#### Task prompt
Search the data below for the word "async" and copy each line that holds it.

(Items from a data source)
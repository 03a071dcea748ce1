use crate::{constants::*, error::ErrorCode, state::*};
use anchor_lang::prelude::*;

/// Billing provider snapshot relayed by the program authority.
#[derive(AnchorSerialize, AnchorDeserialize, Clone, Debug, PartialEq, Eq)]
pub struct SyncSubscriptionArgs {
    pub status: SubscriptionStatus,
    pub plan: String,
    pub trial_start: Option<i64>,
    pub trial_end: Option<i64>,
    pub ends_at: Option<i64>,
    pub source: String,
    pub advice_consumed: Option<bool>, // None keeps the stored flag
}

impl SyncSubscriptionArgs {
    pub fn validate(&self) -> Result<()> {
        require!(self.plan.len() <= MAX_PLAN_LENGTH, ErrorCode::PlanTooLong);
        require!(
            self.source.len() <= MAX_SOURCE_LENGTH,
            ErrorCode::SourceTooLong
        );
        validate_trial_window(self.trial_start, self.trial_end)
    }

    /// Writes this snapshot into `subscription` for `user`, initializing it on first sync.
    pub fn apply(
        self,
        subscription: &mut Subscription,
        user: Pubkey,
        now: i64,
        bump: u8,
    ) -> Result<()> {
        self.validate()?;
        require!(user != Pubkey::default(), ErrorCode::UnauthorizedUser);

        // Initialize subscription if this is the first sync for the user
        if subscription.user == Pubkey::default() {
            subscription.user = user;
            subscription.advice_consumed = false;
            subscription.created_at = now;
            subscription.bump = bump;
        }
        require!(subscription.user == user, ErrorCode::UnauthorizedUser);

        subscription.status = self.status;
        subscription.plan = self.plan;
        subscription.trial_start = self.trial_start;
        subscription.trial_end = self.trial_end;
        subscription.ends_at = self.ends_at;
        subscription.source = self.source;
        if let Some(advice_consumed) = self.advice_consumed {
            subscription.advice_consumed = advice_consumed;
        }
        subscription.updated_at = now;

        Ok(())
    }
}

#[derive(Accounts)]
#[instruction(user: Pubkey)]
pub struct SyncSubscription<'info> {
    #[account(mut)]
    pub authority: Signer<'info>,

    #[account(
        seeds = [GLOBAL_STATE_SEED.as_bytes()],
        bump = global_state.bump,
        constraint = global_state.authority == authority.key() @ ErrorCode::UnauthorizedAuthority
    )]
    pub global_state: Account<'info, GlobalState>,

    #[account(
        init_if_needed,
        payer = authority,
        space = 8 + Subscription::INIT_SPACE,
        seeds = [SUBSCRIPTION_SEED.as_bytes(), user.as_ref()],
        bump
    )]
    pub subscription: Account<'info, Subscription>,

    pub system_program: Program<'info, System>,
}

impl<'info> SyncSubscription<'info> {
    pub fn sync_subscription(
        &mut self,
        user: Pubkey,
        args: SyncSubscriptionArgs,
        bumps: &SyncSubscriptionBumps,
    ) -> Result<()> {
        let current_time = Clock::get()?.unix_timestamp;
        let subscription = &mut self.subscription;

        args.apply(subscription, user, current_time, bumps.subscription)?;

        msg!(
            "Subscription for user {} synced: status {:?}, plan '{}', source '{}'",
            user,
            subscription.status,
            subscription.plan,
            subscription.source
        );

        Ok(())
    }
}
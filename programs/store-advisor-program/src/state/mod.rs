pub mod global_state;
pub mod paywall_profile;
pub mod subscription;

pub use global_state::*;
pub use paywall_profile::*;
pub use subscription::*;
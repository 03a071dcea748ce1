use crate::state::*;
use anchor_lang::prelude::*;

/// Capabilities granted to a user at a point in time.
#[derive(AnchorSerialize, AnchorDeserialize, Clone, Debug, Default, PartialEq, Eq)]
pub struct Entitlements {
    pub is_trial_active: bool,
    pub has_advice_remaining: bool,
    pub is_paid: bool,
    pub is_lifetime: bool,
    pub trial_ends_at: Option<i64>, // Only reported while the trial is active
    pub can_scan: bool,
    pub can_use_coach: bool,
    pub can_see_full_issues: bool,
    pub can_rescan: bool,
}

/// Classifies a subscription snapshot at `now`.
///
/// Total and side-effect free. A missing subscription maps to the most
/// restrictive set, and a trial without a recorded end is treated as expired.
pub fn evaluate(subscription: Option<&Subscription>, now: i64) -> Entitlements {
    let Some(subscription) = subscription else {
        return Entitlements::default();
    };

    let is_lifetime = subscription.is_lifetime();
    let is_paid = subscription.is_paid();

    if is_lifetime || is_paid {
        return Entitlements {
            is_trial_active: false,
            has_advice_remaining: true,
            is_paid,
            is_lifetime,
            trial_ends_at: None,
            can_scan: true,
            can_use_coach: true,
            can_see_full_issues: true,
            can_rescan: true,
        };
    }

    let is_trial_active = subscription.is_trial_active(now);
    let has_advice_remaining = subscription.has_advice_remaining();

    Entitlements {
        is_trial_active,
        has_advice_remaining,
        is_paid: false,
        is_lifetime: false,
        trial_ends_at: if is_trial_active {
            subscription.trial_end
        } else {
            None
        },
        can_scan: is_trial_active && has_advice_remaining,
        can_use_coach: false,
        can_see_full_issues: false,
        can_rescan: false,
    }
}

/// Whether the paywall may be presented at `now`. A user never shown one is always eligible.
pub fn can_show_paywall(profile: Option<&PaywallProfile>, now: i64) -> bool {
    profile.map_or(true, |profile| profile.can_show(now))
}
//! Identity resolution and provider linking
//!
//! Maps an inbound provider identity onto a local account: by provider id
//! first, then by email, otherwise a new account. The storage layer's unique
//! indexes are the final arbiter for "one owner per provider identity"; the
//! lookups here exist to return the precise error before attempting a write.

use chrono::Utc;
use std::sync::Arc;
use tracing::{info, warn};

use super::audit::{AuditLog, AuthAction, AuthEvent};
use super::password::hash_password;
use crate::common::{generate_user_id, safe_email_log, AuthError, RequestMeta};
use crate::oauth::{CanonicalProfile, ProviderTokens};
use crate::users::{ProviderLink, User, UserRepository};

pub struct IdentityResolver {
    repo: Arc<dyn UserRepository>,
    audit: AuditLog,
}

impl IdentityResolver {
    pub fn new(repo: Arc<dyn UserRepository>, audit: AuditLog) -> Self {
        Self { repo, audit }
    }

    /// Find the account for a provider identity, linking by email or
    /// creating a new account when there is none.
    pub async fn resolve_or_create(
        &self,
        provider: &str,
        profile: &CanonicalProfile,
        tokens: &ProviderTokens,
        meta: &RequestMeta,
    ) -> Result<User, AuthError> {
        match self.try_resolve(provider, profile, tokens, meta).await {
            // A concurrent callback for the same identity won the insert;
            // the retry takes the existing-account path.
            Err(AuthError::AlreadyLinkedOther) | Err(AuthError::EmailAlreadyRegistered) => {
                info!(provider = %provider, "Identity created concurrently, resolving again");
                self.try_resolve(provider, profile, tokens, meta).await
            }
            result => result,
        }
    }

    async fn try_resolve(
        &self,
        provider: &str,
        profile: &CanonicalProfile,
        tokens: &ProviderTokens,
        meta: &RequestMeta,
    ) -> Result<User, AuthError> {
        let link = provider_link(provider, profile, tokens);

        // 1. Known provider identity
        if let Some(user) = self
            .repo
            .find_by_provider(provider, &profile.provider_id)
            .await?
        {
            ensure_active(&user, provider)?;
            self.repo.update_provider_link(&user.id, &link).await?;
            return self.finish_login(&user.id, provider, meta).await;
        }

        // 2. Existing account with the same email
        if let Some(email) = &profile.email {
            if let Some(user) = self.repo.find_by_email(email).await? {
                ensure_active(&user, provider)?;
                self.repo.add_provider_link(&user.id, &link).await?;
                self.audit.record(
                    AuthEvent::new(AuthAction::LinkProvider)
                        .user(&user)
                        .provider(provider)
                        .meta(meta),
                );
                info!(
                    user_id = %user.id,
                    provider = %provider,
                    email = %safe_email_log(&user.email),
                    "Linked provider to existing account by email"
                );
                return self.finish_login(&user.id, provider, meta).await;
            }
        }

        // 3. New account
        let mut user = User::new(
            generate_user_id(),
            &profile
                .email
                .clone()
                .unwrap_or_else(|| placeholder_email(provider, &profile.provider_id)),
        );
        user.first_name = profile.first_name.clone();
        user.last_name = profile.last_name.clone();
        user.display_name = profile.display_name.clone();
        user.profile_picture = profile.profile_picture.clone();
        user.is_email_verified = profile.email_verified;
        user.signup_source = Some(provider.to_string());
        user.providers.push(link);

        self.repo.create(&user).await?;

        self.audit.record(
            AuthEvent::new(AuthAction::OauthRegister)
                .user(&user)
                .provider(provider)
                .meta(meta),
        );
        info!(
            user_id = %user.id,
            provider = %provider,
            email = %safe_email_log(&user.email),
            "Created account from provider identity"
        );

        self.load(&user.id).await
    }

    async fn finish_login(
        &self,
        user_id: &str,
        provider: &str,
        meta: &RequestMeta,
    ) -> Result<User, AuthError> {
        self.repo.record_login(user_id, Utc::now()).await?;
        let user = self.load(user_id).await?;

        self.audit.record(
            AuthEvent::new(AuthAction::OauthLogin)
                .user(&user)
                .provider(provider)
                .meta(meta),
        );
        info!(user_id = %user.id, provider = %provider, "Provider login");

        Ok(user)
    }

    /// Attach a provider identity to an already-authenticated account
    pub async fn link(
        &self,
        user_id: &str,
        provider: &str,
        profile: &CanonicalProfile,
        tokens: &ProviderTokens,
        meta: &RequestMeta,
    ) -> Result<User, AuthError> {
        let user = self.load(user_id).await?;

        if user.has_provider(provider) {
            return Err(AuthError::AlreadyLinkedSelf(provider.to_string()));
        }

        if let Some(owner) = self
            .repo
            .find_by_provider(provider, &profile.provider_id)
            .await?
        {
            if owner.id != user.id {
                warn!(
                    user_id = %user.id,
                    provider = %provider,
                    "Provider identity already owned by another account"
                );
                return Err(AuthError::AlreadyLinkedOther);
            }
        }

        self.repo
            .add_provider_link(&user.id, &provider_link(provider, profile, tokens))
            .await?;

        self.audit.record(
            AuthEvent::new(AuthAction::LinkProvider)
                .user(&user)
                .provider(provider)
                .meta(meta),
        );
        info!(user_id = %user.id, provider = %provider, "Provider linked");

        self.load(user_id).await
    }

    /// Remove a provider link, refusing to strip the last login method
    pub async fn unlink(
        &self,
        user_id: &str,
        provider: &str,
        meta: &RequestMeta,
    ) -> Result<User, AuthError> {
        let user = self.load(user_id).await?;

        if !user.has_provider(provider) {
            return Err(AuthError::ProviderNotLinked(provider.to_string()));
        }
        if user.login_method_count() <= 1 {
            return Err(AuthError::LastAuthMethod);
        }

        if !self.repo.remove_provider_link(user_id, provider).await? {
            // state changed between the check and the guarded delete
            let current = self.load(user_id).await?;
            return Err(if current.has_provider(provider) {
                AuthError::LastAuthMethod
            } else {
                AuthError::ProviderNotLinked(provider.to_string())
            });
        }

        self.audit.record(
            AuthEvent::new(AuthAction::UnlinkProvider)
                .user(&user)
                .provider(provider)
                .meta(meta),
        );
        info!(user_id = %user.id, provider = %provider, "Provider unlinked");

        self.load(user_id).await
    }

    /// Give the account a local password (adds or replaces it)
    pub async fn set_password(&self, user_id: &str, password: &str) -> Result<User, AuthError> {
        let hash = hash_password(password)?;
        self.repo.set_password_hash(user_id, &hash).await?;
        info!(user_id = %user_id, "Password set");
        self.load(user_id).await
    }

    async fn load(&self, user_id: &str) -> Result<User, AuthError> {
        self.repo
            .find_by_id(user_id)
            .await?
            .ok_or(AuthError::UserNotFound)
    }
}

#[cfg(test)]
impl IdentityResolver {
    pub fn repo(&self) -> &Arc<dyn UserRepository> {
        &self.repo
    }
}

/// Deactivated accounts are refused before any link or login state changes
fn ensure_active(user: &User, provider: &str) -> Result<(), AuthError> {
    if user.is_active {
        Ok(())
    } else {
        warn!(user_id = %user.id, provider = %provider, "Provider login for inactive account");
        Err(AuthError::UserInactive)
    }
}

/// Stand-in address for providers that return no email
pub fn placeholder_email(provider: &str, provider_id: &str) -> String {
    format!("{}_{}@oauth.local", provider, provider_id)
}

fn provider_link(provider: &str, profile: &CanonicalProfile, tokens: &ProviderTokens) -> ProviderLink {
    ProviderLink {
        provider_id: profile.provider_id.clone(),
        provider_type: provider.to_string(),
        email: profile.email.clone(),
        display_name: profile.display_name.clone(),
        profile_picture: profile.profile_picture.clone(),
        access_token: Some(tokens.access_token.clone()),
        refresh_token: tokens.refresh_token.clone(),
        linked_at: Utc::now(),
    }
}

#### Answer space
    pub async fn resolve_or_create(
    async fn try_resolve(
    async fn finish_login(
    pub async fn link(
    pub async fn unlink(
    pub async fn set_password(&self, user_id: &str, password: &str) -> Result<User, AuthError> {
    async fn load(&self, user_id: &str) -> Result<User, AuthError> {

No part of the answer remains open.